◆ **What you should do**
From the line containing "while let Some(index)" to the end of the records below, output each line exactly; include both ends and nothing else.

*** Opening Given data ***

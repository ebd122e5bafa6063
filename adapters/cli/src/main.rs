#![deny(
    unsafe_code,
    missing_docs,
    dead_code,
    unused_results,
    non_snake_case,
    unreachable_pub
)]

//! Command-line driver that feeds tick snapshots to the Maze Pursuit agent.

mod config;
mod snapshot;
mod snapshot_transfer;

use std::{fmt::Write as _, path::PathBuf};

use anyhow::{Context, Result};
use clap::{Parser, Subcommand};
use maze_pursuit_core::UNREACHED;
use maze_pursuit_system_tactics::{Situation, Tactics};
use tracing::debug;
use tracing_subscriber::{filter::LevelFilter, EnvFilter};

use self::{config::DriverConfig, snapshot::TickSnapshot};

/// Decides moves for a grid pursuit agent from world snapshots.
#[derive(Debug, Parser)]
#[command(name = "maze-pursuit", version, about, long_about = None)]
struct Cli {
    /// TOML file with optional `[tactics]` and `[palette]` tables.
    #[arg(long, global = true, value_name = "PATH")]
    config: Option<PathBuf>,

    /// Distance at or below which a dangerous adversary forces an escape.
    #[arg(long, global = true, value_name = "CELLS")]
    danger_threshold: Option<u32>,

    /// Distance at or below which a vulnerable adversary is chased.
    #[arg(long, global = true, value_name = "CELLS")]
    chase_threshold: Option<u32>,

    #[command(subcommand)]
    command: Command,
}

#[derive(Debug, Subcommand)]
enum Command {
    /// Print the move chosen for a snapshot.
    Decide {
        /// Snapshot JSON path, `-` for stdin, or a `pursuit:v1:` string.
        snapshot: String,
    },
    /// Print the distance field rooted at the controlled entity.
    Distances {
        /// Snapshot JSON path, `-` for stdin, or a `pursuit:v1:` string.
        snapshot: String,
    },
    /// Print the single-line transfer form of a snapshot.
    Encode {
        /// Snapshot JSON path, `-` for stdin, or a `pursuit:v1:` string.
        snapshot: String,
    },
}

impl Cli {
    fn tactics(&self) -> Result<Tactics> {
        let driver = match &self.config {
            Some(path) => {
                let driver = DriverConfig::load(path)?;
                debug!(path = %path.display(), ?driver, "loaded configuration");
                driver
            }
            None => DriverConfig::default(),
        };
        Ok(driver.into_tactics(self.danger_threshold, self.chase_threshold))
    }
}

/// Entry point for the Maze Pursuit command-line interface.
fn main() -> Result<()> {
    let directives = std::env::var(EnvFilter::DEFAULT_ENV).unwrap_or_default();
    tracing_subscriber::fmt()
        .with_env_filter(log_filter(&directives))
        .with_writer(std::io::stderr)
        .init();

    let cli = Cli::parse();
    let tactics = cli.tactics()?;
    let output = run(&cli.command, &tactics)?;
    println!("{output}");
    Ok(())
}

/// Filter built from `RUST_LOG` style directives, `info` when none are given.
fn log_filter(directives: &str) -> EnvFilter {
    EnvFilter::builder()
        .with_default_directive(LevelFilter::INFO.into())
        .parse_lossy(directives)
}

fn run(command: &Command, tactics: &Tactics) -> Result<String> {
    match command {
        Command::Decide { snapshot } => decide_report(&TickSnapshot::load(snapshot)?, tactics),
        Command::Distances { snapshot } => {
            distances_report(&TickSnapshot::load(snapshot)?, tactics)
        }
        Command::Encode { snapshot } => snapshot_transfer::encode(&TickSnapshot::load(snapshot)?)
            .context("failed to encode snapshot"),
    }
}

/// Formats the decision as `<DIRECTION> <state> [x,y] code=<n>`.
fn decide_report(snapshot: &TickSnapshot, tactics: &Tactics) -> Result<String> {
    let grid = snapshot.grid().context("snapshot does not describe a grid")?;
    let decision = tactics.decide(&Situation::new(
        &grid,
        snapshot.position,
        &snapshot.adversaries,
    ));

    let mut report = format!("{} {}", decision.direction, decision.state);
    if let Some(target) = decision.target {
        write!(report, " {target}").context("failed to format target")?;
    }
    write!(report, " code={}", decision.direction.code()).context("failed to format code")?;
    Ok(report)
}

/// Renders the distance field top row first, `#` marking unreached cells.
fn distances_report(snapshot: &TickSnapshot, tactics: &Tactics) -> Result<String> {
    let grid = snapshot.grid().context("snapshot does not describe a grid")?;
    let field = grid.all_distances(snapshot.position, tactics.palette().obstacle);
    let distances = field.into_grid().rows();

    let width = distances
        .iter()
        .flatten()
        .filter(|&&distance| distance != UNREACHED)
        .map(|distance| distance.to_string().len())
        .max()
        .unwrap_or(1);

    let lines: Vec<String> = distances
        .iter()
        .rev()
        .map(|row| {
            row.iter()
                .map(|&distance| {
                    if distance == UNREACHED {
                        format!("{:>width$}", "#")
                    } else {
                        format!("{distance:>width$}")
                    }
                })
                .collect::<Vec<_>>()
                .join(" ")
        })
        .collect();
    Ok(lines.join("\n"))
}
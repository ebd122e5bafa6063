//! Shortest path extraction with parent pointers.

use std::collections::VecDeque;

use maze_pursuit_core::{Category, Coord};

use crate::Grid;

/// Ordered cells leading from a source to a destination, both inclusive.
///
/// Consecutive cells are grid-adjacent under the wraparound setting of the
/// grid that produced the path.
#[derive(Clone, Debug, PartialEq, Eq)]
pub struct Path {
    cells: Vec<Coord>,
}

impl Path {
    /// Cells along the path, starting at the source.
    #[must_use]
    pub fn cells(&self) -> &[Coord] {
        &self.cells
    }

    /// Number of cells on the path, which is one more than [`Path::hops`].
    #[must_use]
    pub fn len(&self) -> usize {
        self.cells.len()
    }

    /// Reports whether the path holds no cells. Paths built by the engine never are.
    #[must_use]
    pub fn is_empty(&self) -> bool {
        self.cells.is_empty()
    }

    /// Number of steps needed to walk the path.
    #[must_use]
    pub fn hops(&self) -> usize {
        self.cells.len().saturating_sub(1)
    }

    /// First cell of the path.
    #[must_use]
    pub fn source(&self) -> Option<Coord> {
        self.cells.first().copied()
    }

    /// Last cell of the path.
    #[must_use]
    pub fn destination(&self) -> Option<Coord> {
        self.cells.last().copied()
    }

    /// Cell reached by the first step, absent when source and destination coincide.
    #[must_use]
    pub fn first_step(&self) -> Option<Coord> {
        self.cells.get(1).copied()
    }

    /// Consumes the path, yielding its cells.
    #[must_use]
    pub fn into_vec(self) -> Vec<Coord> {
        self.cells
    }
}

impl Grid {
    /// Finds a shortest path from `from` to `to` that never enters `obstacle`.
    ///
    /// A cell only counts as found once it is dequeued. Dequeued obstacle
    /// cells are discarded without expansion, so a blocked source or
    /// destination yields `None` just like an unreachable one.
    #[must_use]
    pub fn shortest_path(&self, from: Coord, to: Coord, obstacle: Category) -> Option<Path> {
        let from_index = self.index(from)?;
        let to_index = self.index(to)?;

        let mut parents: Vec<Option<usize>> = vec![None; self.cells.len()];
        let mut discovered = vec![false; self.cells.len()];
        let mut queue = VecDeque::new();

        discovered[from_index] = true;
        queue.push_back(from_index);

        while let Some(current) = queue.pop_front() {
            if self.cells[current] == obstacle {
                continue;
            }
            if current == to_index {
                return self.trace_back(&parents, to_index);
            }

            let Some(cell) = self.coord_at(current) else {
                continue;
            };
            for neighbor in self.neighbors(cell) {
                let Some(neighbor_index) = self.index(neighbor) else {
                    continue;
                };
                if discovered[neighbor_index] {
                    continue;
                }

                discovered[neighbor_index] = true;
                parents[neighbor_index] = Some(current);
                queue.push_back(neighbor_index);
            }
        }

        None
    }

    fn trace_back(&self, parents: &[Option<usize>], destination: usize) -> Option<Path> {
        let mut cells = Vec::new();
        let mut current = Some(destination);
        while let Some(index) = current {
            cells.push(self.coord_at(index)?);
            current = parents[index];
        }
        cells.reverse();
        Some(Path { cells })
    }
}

*** Closing Given data ***

◆ **Solution to the problem**
        while let Some(index) = current {
            cells.push(self.coord_at(index)?);
            current = parents[index];
        }
        cells.reverse();
        Some(Path { cells })
    }
}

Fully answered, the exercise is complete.